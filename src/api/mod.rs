//! HTTP front end.
//!
//! Axum router serving the HTML search page, a JSON rank endpoint and the
//! domain verification file.

pub mod routes;
pub mod state;

use axum::{
    http::StatusCode,
    response::{IntoResponse, Response},
    routing::get,
    Json, Router,
};
use serde::Serialize;
use thiserror::Error;
use tower_http::trace::TraceLayer;

use crate::lookup::{LookupError, LookupOutcome};
use crate::upstream::UpstreamError;
use state::AppState;

/// API error types.
#[derive(Debug, Error)]
pub enum ApiError {
    #[error("Not found: {0}")]
    NotFound(String),

    #[error("Bad request: {0}")]
    BadRequest(String),

    #[error("Rate limited: {0}")]
    RateLimited(String),

    #[error("Upstream timeout: {0}")]
    UpstreamTimeout(String),

    #[error("Bad gateway: {0}")]
    BadGateway(String),

    #[error("Internal error: {0}")]
    Internal(String),
}

/// Error response body.
#[derive(Debug, Serialize)]
pub struct ErrorResponse {
    pub error: ErrorDetail,
}

#[derive(Debug, Serialize)]
pub struct ErrorDetail {
    pub code: String,
    pub message: String,
}

impl ApiError {
    fn status_and_code(&self) -> (StatusCode, &'static str) {
        match self {
            ApiError::NotFound(_) => (StatusCode::NOT_FOUND, "NOT_FOUND"),
            ApiError::BadRequest(_) => (StatusCode::BAD_REQUEST, "BAD_REQUEST"),
            ApiError::RateLimited(_) => (StatusCode::TOO_MANY_REQUESTS, "RATE_LIMITED"),
            ApiError::UpstreamTimeout(_) => (StatusCode::GATEWAY_TIMEOUT, "UPSTREAM_TIMEOUT"),
            ApiError::BadGateway(_) => (StatusCode::BAD_GATEWAY, "UPSTREAM_ERROR"),
            ApiError::Internal(_) => (StatusCode::INTERNAL_SERVER_ERROR, "INTERNAL_ERROR"),
        }
    }

    pub fn status(&self) -> StatusCode {
        self.status_and_code().0
    }
}

impl From<LookupError> for ApiError {
    fn from(error: LookupError) -> Self {
        let message = error.user_message();
        match error {
            LookupError::Validation(_) => ApiError::BadRequest(message),
            LookupError::Malformed(_) => ApiError::BadGateway(message),
            LookupError::Upstream(upstream) if upstream.is_rate_limited() => {
                ApiError::RateLimited(message)
            }
            LookupError::Upstream(upstream) => match upstream {
                UpstreamError::NotFound(_) => ApiError::NotFound(message),
                UpstreamError::Timeout(_) => ApiError::UpstreamTimeout(message),
                UpstreamError::InvalidConfig(_) => ApiError::Internal(message),
                UpstreamError::Http { .. }
                | UpstreamError::Network(_)
                | UpstreamError::Malformed(_) => ApiError::BadGateway(message),
            },
        }
    }
}

impl IntoResponse for ApiError {
    fn into_response(self) -> Response {
        let (status, code) = self.status_and_code();

        let body = ErrorResponse {
            error: ErrorDetail {
                code: code.to_string(),
                message: self.to_string(),
            },
        };

        (status, Json(body)).into_response()
    }
}

/// HTTP status for a rendered lookup page.
pub fn outcome_status(outcome: &LookupOutcome) -> StatusCode {
    match outcome {
        LookupOutcome::Ranked { .. } | LookupOutcome::Unranked { .. } => StatusCode::OK,
        LookupOutcome::NotFound { .. } => StatusCode::NOT_FOUND,
        LookupOutcome::Failed(e) => ApiError::from(e.clone()).status(),
    }
}

pub fn build_router(state: AppState) -> Router {
    Router::new()
        .route("/", get(routes::pages::index))
        .route(
            "/lookup",
            get(routes::pages::index).post(routes::pages::lookup),
        )
        .route("/api/rank", get(routes::rank::get_rank))
        .route("/health", get(routes::health))
        .route("/riot.txt", get(routes::verification::riot_txt))
        .layer(TraceLayer::new_for_http())
        .with_state(state)
}
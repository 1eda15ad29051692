use shared::domain::{Mode, TransformationStep, ALPHABET_LEN};

/// Output of one shift transform: the transformed text plus one step
/// record per alphabetic symbol that was shifted.
#[derive(Debug, Clone, PartialEq, Eq)]
pub struct Transformed {
    pub output: String,
    pub steps: Vec<TransformationStep>,
}

/// Reduces any integer key to the normalized shift amount in [0, 26).
pub fn normalize_key(key: i32) -> u8 {
    key.rem_euclid(i32::from(ALPHABET_LEN)) as u8
}

/// The offset actually added to each letter position, in [0, 26).
/// Decrypt negates the key before reduction, so the transform is always
/// expressed as a forward shift with wrap-around.
fn effective_offset(key: i32, mode: Mode) -> u8 {
    let reduced = normalize_key(key);
    match mode {
        Mode::Encrypt => reduced,
        Mode::Decrypt => (ALPHABET_LEN - reduced) % ALPHABET_LEN,
    }
}

/// Applies the shift cipher to `text`.
///
/// The text is uppercased first; only `A`-`Z` are shifted. Every other
/// character is copied through at its original position and emits no
/// step record. Any `i32` key is accepted and silently reduced modulo
/// the alphabet size, never rejected.
pub fn transform(text: &str, key: i32, mode: Mode) -> Transformed {
    let offset = effective_offset(key, mode);
    let shift = normalize_key(key);
    let mut output = String::with_capacity(text.len());
    let mut steps = Vec::new();

    for ch in text.to_uppercase().chars() {
        if ch.is_ascii_uppercase() {
            let position = ch as u8 - b'A';
            let transformed = (b'A' + (position + offset) % ALPHABET_LEN) as char;
            steps.push(TransformationStep {
                original: ch,
                transformed,
                shift,
            });
            output.push(transformed);
        } else {
            output.push(ch);
        }
    }

    Transformed { output, steps }
}

pub fn encrypt(text: &str, key: i32) -> Transformed {
    transform(text, key, Mode::Encrypt)
}

pub fn decrypt(text: &str, key: i32) -> Transformed {
    transform(text, key, Mode::Decrypt)
}

/// The `(letter, position)` pairs of the reference alphabet table.
pub fn alphabet_table() -> impl Iterator<Item = (char, u8)> {
    (0..ALPHABET_LEN).map(|position| ((b'A' + position) as char, position))
}

#[cfg(test)]
#[path = "tests/lib_tests.rs"]
mod tests;
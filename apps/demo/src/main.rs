use std::{sync::Arc, time::Duration};

use anyhow::Result;
use attack::{AttackEvent, AttackSession};
use clap::{Parser, Subcommand};
use shared::protocol::{DemoCommand, DemoEvent};
use tracing::info;

#[derive(Parser, Debug)]
#[command(
    name = "caesar-demo",
    about = "Caesar shift cipher demo with an incremental brute-force attack"
)]
struct Cli {
    /// Emit machine-readable JSON events instead of formatted text.
    #[arg(long, global = true)]
    json: bool,
    /// Delay between brute-force trials, in milliseconds.
    #[arg(long, global = true)]
    tick_ms: Option<u64>,
    #[command(subcommand)]
    command: Command,
}

#[derive(Subcommand, Debug)]
enum Command {
    /// Encrypt text and show the per-letter derivation.
    Encrypt {
        #[arg(default_value = "HELLO")]
        text: String,
        #[arg(default_value_t = 3)]
        key: i32,
    },
    /// Encrypt text, then recover it by trying every key, one per tick.
    Crack {
        #[arg(default_value = "HELLO")]
        text: String,
        #[arg(default_value_t = 3)]
        key: i32,
    },
    /// Print the letter/position reference table.
    Alphabet,
}

#[tokio::main]
async fn main() -> Result<()> {
    tracing_subscriber::fmt().init();
    let cli = Cli::parse();
    let tick = tick_interval(cli.tick_ms);

    match cli.command {
        Command::Encrypt { text, key } => {
            let session = DemoSession::new(cli.json, tick);
            session
                .dispatch(DemoCommand::Encrypt {
                    plaintext: text,
                    key,
                })
                .await?;
        }
        Command::Crack { text, key } => {
            let session = DemoSession::new(cli.json, tick);
            session
                .dispatch(DemoCommand::Encrypt {
                    plaintext: text,
                    key,
                })
                .await?;
            session.dispatch(DemoCommand::ToggleAttack).await?;
        }
        Command::Alphabet => print_alphabet(cli.json)?,
    }

    Ok(())
}

/// Flag wins over the CAESAR_TICK_MS environment variable, which wins
/// over the built-in default.
fn tick_interval(flag_ms: Option<u64>) -> Duration {
    let mut ms = attack::DEFAULT_TICK_INTERVAL.as_millis() as u64;
    if let Ok(raw) = std::env::var("CAESAR_TICK_MS") {
        if let Ok(parsed) = raw.parse::<u64>() {
            ms = parsed;
        }
    }
    if let Some(flag) = flag_ms {
        ms = flag;
    }
    Duration::from_millis(ms)
}

struct DemoSession {
    attack: Arc<AttackSession>,
    json: bool,
}

impl DemoSession {
    fn new(json: bool, tick: Duration) -> Self {
        Self {
            attack: AttackSession::with_tick_interval("", tick),
            json,
        }
    }

    async fn dispatch(&self, command: DemoCommand) -> Result<()> {
        match command {
            DemoCommand::Encrypt { plaintext, key } => {
                let transformed = cipher::encrypt(&plaintext, key);
                self.attack
                    .set_ciphertext(transformed.output.clone())
                    .await;
                self.emit(&DemoEvent::CiphertextReady {
                    ciphertext: transformed.output,
                    steps: transformed.steps,
                })?;
            }
            DemoCommand::ToggleAttack => {
                let mut events = self.attack.subscribe_events();
                if !self.attack.toggle().await {
                    info!("attack toggle ignored; key space already exhausted");
                    return Ok(());
                }
                loop {
                    match events.recv().await {
                        Ok(AttackEvent::Attempt { attempt }) => {
                            self.emit(&DemoEvent::AttemptProduced { attempt })?;
                        }
                        Ok(AttackEvent::Completed { total_attempts }) => {
                            self.emit(&DemoEvent::AttackCompleted { total_attempts })?;
                            break;
                        }
                        Ok(AttackEvent::Reset) | Err(_) => break,
                    }
                }
            }
            DemoCommand::Reset => {
                self.attack.reset().await;
                self.emit(&DemoEvent::SessionReset)?;
            }
        }
        Ok(())
    }

    fn emit(&self, event: &DemoEvent) -> Result<()> {
        if self.json {
            println!("{}", serde_json::to_string(event)?);
            return Ok(());
        }
        match event {
            DemoEvent::CiphertextReady { ciphertext, steps } => {
                for step in steps {
                    println!(
                        "original: {} ({:2})  shift by {:2}  result: {} ({:2})",
                        step.original,
                        letter_position(step.original),
                        step.shift,
                        step.transformed,
                        letter_position(step.transformed),
                    );
                }
                println!("ciphertext: {ciphertext}");
            }
            DemoEvent::AttemptProduced { attempt } => {
                println!("key {:2}: {}", attempt.key, attempt.text);
            }
            DemoEvent::AttackCompleted { total_attempts } => {
                println!("key space exhausted after {total_attempts} attempts");
            }
            DemoEvent::SessionReset => {
                println!("session reset");
            }
        }
        Ok(())
    }
}

fn letter_position(letter: char) -> u8 {
    letter as u8 - b'A'
}

fn print_alphabet(json: bool) -> Result<()> {
    if json {
        let table: Vec<_> = cipher::alphabet_table()
            .map(|(letter, number)| serde_json::json!({ "letter": letter, "number": number }))
            .collect();
        println!("{}", serde_json::to_string(&table)?);
    } else {
        for (letter, number) in cipher::alphabet_table() {
            println!("{letter} {number:2}");
        }
    }
    Ok(())
}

WHAT TO WORK ON
Copy out every line of the data in which the word "bool" is found.

PROBLEM SOLUTION
    json: bool,
    json: bool,
    fn new(json: bool, tick: Duration) -> Self {
fn print_alphabet(json: bool) -> Result<()> {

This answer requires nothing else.